Leveraging cooperation for parallel multi-objective feature selection in high-dimensional EEG data


Bioinformatics applications frequently involve high-dimensional model building or classification problems that require reducing dimensionality to improve learning accuracy while irrelevant inputs are removed. Thus, feature selection has become an important issue on these applications. Moreover, several approaches for supervised and unsupervised feature selections as a multi-objective optimization problem have been recently proposed to cope with issues on performance evaluation of classifiers and models. As parallel processing constitutes an important tool to reach efficient approaches that make it possible to tackle complex problems within reasonable computing times, in this paper, alternatives for the cooperation of subpopulations in multi-objective evolutionary algorithms have been identified and classified, and several procedures have been implemented and evaluated on some synthetic and Brain-Computer Interface datasets.

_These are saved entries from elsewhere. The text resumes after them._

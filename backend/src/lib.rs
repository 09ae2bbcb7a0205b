//! Wayfarer reservation administration backend.
//!
//! A hexagonal actix-web service for managing travel reservations and their
//! bookable service rows (hotels, flights, cruises, transfers, excursions,
//! medical assists, car rentals) plus passengers. The [`domain`] layer holds
//! entities, validation policies, ports, and use-case services; [`outbound`]
//! provides the Diesel-backed persistence adapters; [`inbound`] exposes the
//! HTTP surface; [`server`] wires adapters into ports and builds the app.
//!
//! The engineering core is aggregate consistency: every write to a bookable
//! service row shares a database transaction with an adjustment of the parent
//! reservation's running totals, applied as atomic SQL increments.

pub mod doc;
pub mod domain;
pub mod inbound;
pub mod outbound;
pub mod server;

pub use doc::ApiDoc;
//! Session helpers to keep HTTP handlers free of framework-specific logic.
//!
//! Wraps the actix cookie session so handlers only deal with domain-friendly
//! operations: persisting the authenticated operator and requiring one.

use actix_session::Session;
use actix_web::{dev::Payload, FromRequest, HttpRequest};
use futures_util::future::LocalBoxFuture;

use crate::domain::{DomainError, UserId};

pub(crate) const USER_ID_KEY: &str = "user_id";

/// Newtype wrapper that exposes higher-level session operations.
#[derive(Clone)]
pub struct SessionContext(Session);

impl SessionContext {
    /// Construct a new wrapper from the underlying actix session.
    pub fn new(session: Session) -> Self {
        Self(session)
    }

    /// Persist the authenticated operator's id in the session cookie.
    pub fn persist_user(&self, user_id: &UserId) -> Result<(), DomainError> {
        self.0
            .insert(USER_ID_KEY, user_id.as_ref())
            .map_err(|error| DomainError::internal(format!("failed to persist session: {error}")))
    }

    /// Fetch the current operator id from the session, if present.
    ///
    /// A cookie carrying an unparsable id is treated as an anonymous session
    /// rather than an error; the tampered value is logged and discarded.
    pub fn user_id(&self) -> Result<Option<UserId>, DomainError> {
        let id = self
            .0
            .get::<String>(USER_ID_KEY)
            .map_err(|error| DomainError::internal(format!("failed to read session: {error}")))?;
        match id {
            Some(raw) => match UserId::new(raw) {
                Ok(id) => Ok(Some(id)),
                Err(error) => {
                    tracing::warn!("invalid user id in session cookie: {error}");
                    Ok(None)
                }
            },
            None => Ok(None),
        }
    }

    /// Require an authenticated operator id or return `401 Unauthorized`.
    pub fn require_user_id(&self) -> Result<UserId, DomainError> {
        self.user_id()?
            .ok_or_else(|| DomainError::unauthorized("login required"))
    }
}

impl FromRequest for SessionContext {
    type Error = actix_web::Error;
    type Future = LocalBoxFuture<'static, Result<Self, Self::Error>>;

    fn from_request(req: &HttpRequest, payload: &mut Payload) -> Self::Future {
        let fut = Session::from_request(req, payload);
        Box::pin(async move { fut.await.map(SessionContext::new) })
    }
}

#[cfg(test)]
mod tests {
    //! Regression coverage for this module.
    use super::*;
    use actix_web::http::StatusCode;
    use actix_web::{test, web, App, HttpResponse};

    fn session_test_app() -> App<
        impl actix_web::dev::ServiceFactory<
            actix_web::dev::ServiceRequest,
            Config = (),
            Response = actix_web::dev::ServiceResponse,
            Error = actix_web::Error,
            InitError = (),
        >,
    > {
        App::new().wrap(crate::inbound::http::test_utils::test_session_middleware())
    }

    #[actix_web::test]
    async fn round_trips_user_id() {
        let app = test::init_service(
            session_test_app()
                .route(
                    "/set",
                    web::get().to(|session: SessionContext| async move {
                        let id = UserId::new("3fa85f64-5717-4562-b3fc-2c963f66afa6")
                            .expect("fixture id");
                        session.persist_user(&id)?;
                        Ok::<_, DomainError>(HttpResponse::Ok())
                    }),
                )
                .route(
                    "/get",
                    web::get().to(|session: SessionContext| async move {
                        let id = session.require_user_id()?;
                        Ok::<_, DomainError>(HttpResponse::Ok().body(id.to_string()))
                    }),
                ),
        )
        .await;

        let set_res =
            test::call_service(&app, test::TestRequest::get().uri("/set").to_request()).await;
        assert_eq!(set_res.status(), StatusCode::OK);
        let cookie = set_res
            .response()
            .cookies()
            .find(|cookie| cookie.name() == "session")
            .expect("session cookie set");

        let get_res = test::call_service(
            &app,
            test::TestRequest::get()
                .uri("/get")
                .cookie(cookie)
                .to_request(),
        )
        .await;
        assert_eq!(get_res.status(), StatusCode::OK);
        let body = test::read_body(get_res).await;
        assert_eq!(body, "3fa85f64-5717-4562-b3fc-2c963f66afa6");
    }

    #[actix_web::test]
    async fn missing_user_is_unauthorised() {
        let app = test::init_service(session_test_app().route(
            "/require",
            web::get().to(|session: SessionContext| async move {
                let _ = session.require_user_id()?;
                Ok::<_, DomainError>(HttpResponse::Ok())
            }),
        ))
        .await;

        let res =
            test::call_service(&app, test::TestRequest::get().uri("/require").to_request()).await;
        assert_eq!(res.status(), StatusCode::UNAUTHORIZED);
    }

    #[actix_web::test]
    async fn tampered_user_id_is_unauthorised() {
        let app = test::init_service(
            session_test_app()
                .route(
                    "/set-invalid",
                    web::get().to(|session: Session| async move {
                        session
                            .insert(USER_ID_KEY, "not-a-uuid")
                            .expect("set invalid user id");
                        HttpResponse::Ok()
                    }),
                )
                .route(
                    "/require",
                    web::get().to(|session: SessionContext| async move {
                        let _ = session.require_user_id()?;
                        Ok::<_, DomainError>(HttpResponse::Ok())
                    }),
                ),
        )
        .await;

        let set_res = test::call_service(
            &app,
            test::TestRequest::get().uri("/set-invalid").to_request(),
        )
        .await;
        let cookie = set_res
            .response()
            .cookies()
            .find(|cookie| cookie.name() == "session")
            .expect("session cookie set");

        let res = test::call_service(
            &app,
            test::TestRequest::get()
                .uri("/require")
                .cookie(cookie)
                .to_request(),
        )
        .await;
        assert_eq!(res.status(), StatusCode::UNAUTHORIZED);
    }
}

The results show different improvements achieved in the solution quality and speedups, depending on the cooperation alternative and dataset. We show alternatives that even provide superlinear speedups with only small reductions in the solution quality, besides another cooperation alternative that improves the quality of the solutions with speedups similar to, or only slightly higher than, the speedup obtained by the parallel fitness evaluation in a master-worker implementation (the alternative used as reference that behaves as the corresponding sequential multi-objective approach).